A vida romântica de Hollande foi um grande acontecimento em 2015, quando a revista Closer expôs seu caso com a atriz. Uma foto estampada na capa mostrava Hollande, que na época mantinha um relacionamento com a jornalista Valérie Trierweiler, usando um capacete de aparência bastante boba (do ponto de vista estético, não de segurança!).
A imprensa francesa entrou em frenesi, saboreando o detalhe lascivo de um agente de segurança entregando um saco de croissants aos amantes (embora mais tarde tenha sido alegado que o saco continha documentos em vez de doces).
Mas o mundo mudou muito desde então e aparentemente há menos interesse na vida pessoal de Emmanuel Macron. Um novo livro – “Um casal (quase) perfeito”, do jornalista do Paris Match, Florian Tardif – afirma que a razão pela qual Brigitte Macron pareceu dar um tapa ou empurrar o marido na cara pouco antes de desembarcarem de um voo no Vietnã no ano passado foi que ela havia descoberto uma mensagem em seu telefone da estrela franco-iraniana Golshifteh Farahani.

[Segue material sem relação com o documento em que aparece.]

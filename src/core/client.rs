// src/core/client.rs

use std::future::Future;
use std::time::Duration;

use reqwest::{Client, Response};
use serde::de::DeserializeOwned;
use tracing::{debug, warn};
use url::Url;

use crate::core::errors::ApiError;
use crate::core::models::{
    CloudDomain, CreatedScan, DnsRecord, RawResult, ScanParams, ScanRecord, ScopeTarget, Tool,
};

/// The backend operations the poller, fetcher and session depend on.
///
/// `HttpScanApi` is the production implementation; tests substitute scripted fakes.
/// Every method is a single request with no retry of its own.
pub trait ScanApi: Send + Sync + 'static {
    /// `POST /{tool}/run/{scope_target_id}`. Returns the new scan id.
    fn create_scan(
        &self,
        tool: &Tool,
        scope_target_id: &str,
        params: &ScanParams,
    ) -> impl Future<Output = Result<String, ApiError>> + Send;

    /// `GET /{tool}/status/{scan_id}`.
    fn get_status(
        &self,
        tool: &Tool,
        scan_id: &str,
    ) -> impl Future<Output = Result<ScanRecord, ApiError>> + Send;

    /// `GET /scopetarget/{scope_target_id}/scans/{tool}`: every scan of that pair.
    fn list_scans(
        &self,
        scope_target_id: &str,
        tool: &Tool,
    ) -> impl Future<Output = Result<Vec<ScanRecord>, ApiError>> + Send;

    /// `GET /scopetarget/{scope_target_id}`.
    fn get_scope_target(
        &self,
        scope_target_id: &str,
    ) -> impl Future<Output = Result<ScopeTarget, ApiError>> + Send;

    fn dns_records(
        &self,
        tool: &Tool,
        scan_id: &str,
    ) -> impl Future<Output = Result<Vec<DnsRecord>, ApiError>> + Send;

    fn cloud_domains(
        &self,
        tool: &Tool,
        scan_id: &str,
    ) -> impl Future<Output = Result<Vec<CloudDomain>, ApiError>> + Send;

    fn raw_results(
        &self,
        tool: &Tool,
        scan_id: &str,
    ) -> impl Future<Output = Result<Vec<RawResult>, ApiError>> + Send;
}

/// JSON-over-HTTP client for the reconnaissance backend.
#[derive(Debug, Clone)]
pub struct HttpScanApi {
    client: Client,
    base: Url,
}

impl HttpScanApi {
    /// Builds a client rooted at `base` (e.g. `http://127.0.0.1:8443/`).
    ///
    /// Without a `timeout` requests wait as long as reqwest's default allows, which
    /// keeps very slow status endpoints from being treated as failures.
    pub fn new(base: Url, timeout: Option<Duration>) -> Result<Self, ApiError> {
        let mut builder = Client::builder().user_agent(concat!("scanwatch/", env!("CARGO_PKG_VERSION")));
        if let Some(timeout) = timeout {
            builder = builder.timeout(timeout);
        }
        let client = builder.build()?;
        Ok(Self { client, base })
    }

    pub fn base_url(&self) -> &Url {
        &self.base
    }

    // Appends path segments one by one so ids containing '/' or '?' stay inside
    // their own segment.
    pub fn endpoint(&self, segments: &[&str]) -> Result<Url, ApiError> {
        let mut url = self.base.clone();
        url.path_segments_mut()
            .map_err(|_| ApiError::InvalidUrl(url::ParseError::RelativeUrlWithCannotBeABaseBase))?
            .pop_if_empty()
            .extend(segments);
        Ok(url)
    }

    async fn get_json<T: DeserializeOwned>(&self, url: Url) -> Result<T, ApiError> {
        debug!(%url, "GET");
        let response = self.client.get(url.clone()).send().await?;
        decode(url, response).await
    }
}

async fn decode<T: DeserializeOwned>(url: Url, response: Response) -> Result<T, ApiError> {
    let status = response.status();
    if !status.is_success() {
        warn!(%url, status = status.as_u16(), "Backend returned a non-success status.");
        return Err(ApiError::Status {
            status: status.as_u16(),
            url: url.to_string(),
        });
    }
    let body = response.bytes().await?;
    serde_json::from_slice(&body).map_err(|e| ApiError::Decode {
        url: url.to_string(),
        message: e.to_string(),
    })
}

impl ScanApi for HttpScanApi {
    async fn create_scan(
        &self,
        tool: &Tool,
        scope_target_id: &str,
        params: &ScanParams,
    ) -> Result<String, ApiError> {
        let url = self.endpoint(&[tool.as_str(), "run", scope_target_id])?;
        debug!(%url, "POST");
        let response = self.client.post(url.clone()).json(params).send().await?;
        let created: CreatedScan = decode(url, response).await?;
        Ok(created.scan_id)
    }

    async fn get_status(&self, tool: &Tool, scan_id: &str) -> Result<ScanRecord, ApiError> {
        let url = self.endpoint(&[tool.as_str(), "status", scan_id])?;
        self.get_json(url).await
    }

    async fn list_scans(&self, scope_target_id: &str, tool: &Tool) -> Result<Vec<ScanRecord>, ApiError> {
        let url = self.endpoint(&["scopetarget", scope_target_id, "scans", tool.as_str()])?;
        self.get_json(url).await
    }

    async fn get_scope_target(&self, scope_target_id: &str) -> Result<ScopeTarget, ApiError> {
        let url = self.endpoint(&["scopetarget", scope_target_id])?;
        self.get_json(url).await
    }

    async fn dns_records(&self, tool: &Tool, scan_id: &str) -> Result<Vec<DnsRecord>, ApiError> {
        let url = self.endpoint(&[tool.as_str(), scan_id, "dns-records"])?;
        self.get_json(url).await
    }

    async fn cloud_domains(&self, tool: &Tool, scan_id: &str) -> Result<Vec<CloudDomain>, ApiError> {
        let url = self.endpoint(&[tool.as_str(), scan_id, "cloud-domains"])?;
        self.get_json(url).await
    }

    async fn raw_results(&self, tool: &Tool, scan_id: &str) -> Result<Vec<RawResult>, ApiError> {
        let url = self.endpoint(&[tool.as_str(), scan_id, "raw-results"])?;
        self.get_json(url).await
    }
}

#[cfg(test)]
mod tests {
    use super::*;

    fn api(base: &str) -> HttpScanApi {
        HttpScanApi::new(Url::parse(base).unwrap(), None).unwrap()
    }

    #[test]
    fn endpoints_are_joined_onto_the_base_path() {
        let tool = Tool::new("dnsx").unwrap();
        let local = api("http://127.0.0.1:8443/");
        let url = local.endpoint(&[tool.as_str(), "status", "abc-123"]).unwrap();
        assert_eq!(url.as_str(), "http://127.0.0.1:8443/dnsx/status/abc-123");

        let proxied = api("https://recon.local/api/");
        let url = proxied.endpoint(&["scopetarget", "t1", "scans", "amass"]).unwrap();
        assert_eq!(url.as_str(), "https://recon.local/api/scopetarget/t1/scans/amass");
    }

    #[test]
    fn ids_cannot_escape_their_segment() {
        let url = api("http://127.0.0.1:8443/")
            .endpoint(&["dnsx", "status", "../admin?x=1"])
            .unwrap();
        assert_eq!(url.path(), "/dnsx/status/..%2Fadmin%3Fx=1");
    }
}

Tardif alegou que o presidente Macron manteve uma “relação platónica” com Farahani durante vários meses. No entanto, algumas trocas – que Tardif disse ter sido encaminhadas por pessoas próximas a Macron – “foram muito longe”, disse o jornalista.
Talvez seja porque todos os envolvidos dizem que nada está acontecendo, mas há muito menos interesse nesta história. Os franceses não parecem estar pegando a pipoca e esperando pela próxima parcela obscena (veja bem, é difícil imaginar os franceses mastigando pipoca. Talvez escargots au beurre persillé).